Mullineux map: $d$-balanced partitions and $d$-runner matrices

Let $d,e>1$ be two integers.

For $e$ prime, the Mullineux map $m_e$ describes tensor products of the irreducible modules of symmetric groups with the sign in characteristic $e$ as well as certain entries of decomposition matrices.

Motivated by understanding new columns of decomposition matrices, we prove that if $\lambda$ is an $e$-regular partition such that $d$ divides the arm length of any rim hook of $\lambda$ of size divisible by $e$, then $m_e(\lambda)'$ is a partition such that the arm length of any of its rim hooks of size divisible by $e$ is congruent to $-1$ modulo $d$.

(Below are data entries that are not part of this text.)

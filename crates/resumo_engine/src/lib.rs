//! Resumo engine: upload IO and effect execution.
mod client;
mod download;
mod engine;
mod persist;
mod summary_page;
mod types;
mod upload;

pub use client::build_client;
pub use download::{DownloadError, TextDownloader};
pub use engine::{EngineError, EngineHandle};
pub use persist::{ensure_output_dir, AtomicFileWriter, PersistError};
pub use summary_page::{extract_summary_text, SummaryError, SummaryPageLoader, SUMMARY_SELECTOR};
pub use types::{EngineEvent, ServerResponse, SubmissionId, UploadError, UploadFile};
pub use upload::{interpret_response, ReqwestUploader, UploadSettings, Uploader};
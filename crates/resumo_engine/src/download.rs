use std::fs;
use std::io::Write;
use std::path::PathBuf;
use std::sync::atomic::{AtomicUsize, Ordering};
use std::sync::Arc;

use resumo_logging::resumo_info;
use tempfile::NamedTempFile;
use thiserror::Error;

use crate::persist::{AtomicFileWriter, PersistError};

#[derive(Debug, Error)]
pub enum DownloadError {
    #[error("invalid download filename {0:?}")]
    InvalidFilename(String),
    #[error("could not stage download: {0}")]
    Stage(#[from] std::io::Error),
    #[error(transparent)]
    Persist(#[from] PersistError),
}

/// Delivers text content as a file in the download directory.
///
/// Each call stages the content in a temporary blob, hands the blob to the
/// download directory under the requested name and releases the blob
/// before returning.
#[derive(Debug, Clone)]
pub struct TextDownloader {
    writer: AtomicFileWriter,
    live_blobs: Arc<AtomicUsize>,
}

/// Temporary resource standing in for the content while a download is
/// delivered. Dropping it releases the resource.
struct Blob {
    file: NamedTempFile,
    live: Arc<AtomicUsize>,
}

impl Blob {
    fn create(content: &[u8], live: Arc<AtomicUsize>) -> Result<Self, DownloadError> {
        let mut file = NamedTempFile::new()?;
        file.write_all(content)?;
        file.flush()?;
        live.fetch_add(1, Ordering::SeqCst);
        Ok(Self { file, live })
    }

    fn read(&self) -> Result<Vec<u8>, DownloadError> {
        Ok(fs::read(self.file.path())?)
    }
}

impl Drop for Blob {
    fn drop(&mut self) {
        self.live.fetch_sub(1, Ordering::SeqCst);
    }
}

impl TextDownloader {
    pub fn new(download_dir: PathBuf) -> Self {
        Self {
            writer: AtomicFileWriter::new(download_dir),
            live_blobs: Arc::new(AtomicUsize::new(0)),
        }
    }

    /// Number of staged blobs not yet released.
    pub fn live_blobs(&self) -> usize {
        self.live_blobs.load(Ordering::SeqCst)
    }

    pub fn download(
        &self,
        filename: &str,
        mime_type: &str,
        content: &str,
    ) -> Result<PathBuf, DownloadError> {
        validate_filename(filename)?;
        let blob = Blob::create(content.as_bytes(), self.live_blobs.clone())?;
        let delivered = blob
            .read()
            .and_then(|bytes| Ok(self.writer.write(filename, &bytes)?));
        drop(blob);

        let path = delivered?;
        resumo_info!(
            "Downloaded {} ({}, {} bytes) to {:?}",
            filename,
            mime_type,
            content.len(),
            path
        );
        Ok(path)
    }
}

fn validate_filename(filename: &str) -> Result<(), DownloadError> {
    let forbidden = |c: char| matches!(c, '\\' | '/' | ':' | '\0'..='\u{1F}');
    if filename.is_empty() || filename == "." || filename == ".." || filename.contains(forbidden)
    {
        return Err(DownloadError::InvalidFilename(filename.to_string()));
    }
    Ok(())
}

We introduce a new parameter for partitions called the $d$-runner matrix and show that if $\lambda$ is as above, then the $d$-runner matrices of $\lambda$ and $m_e(\lambda)'$ agree.

This determines $m_e(\lambda)'$ uniquely.

We approach the whole problem combinatorially and take advantage of a new Abacus Mullineux Algorithm introduced in this paper.

We also establish equivalent descriptions of the above partitions which provide an alternative version of the main result about the Mullineux map that becomes particularly strong when $d=2$.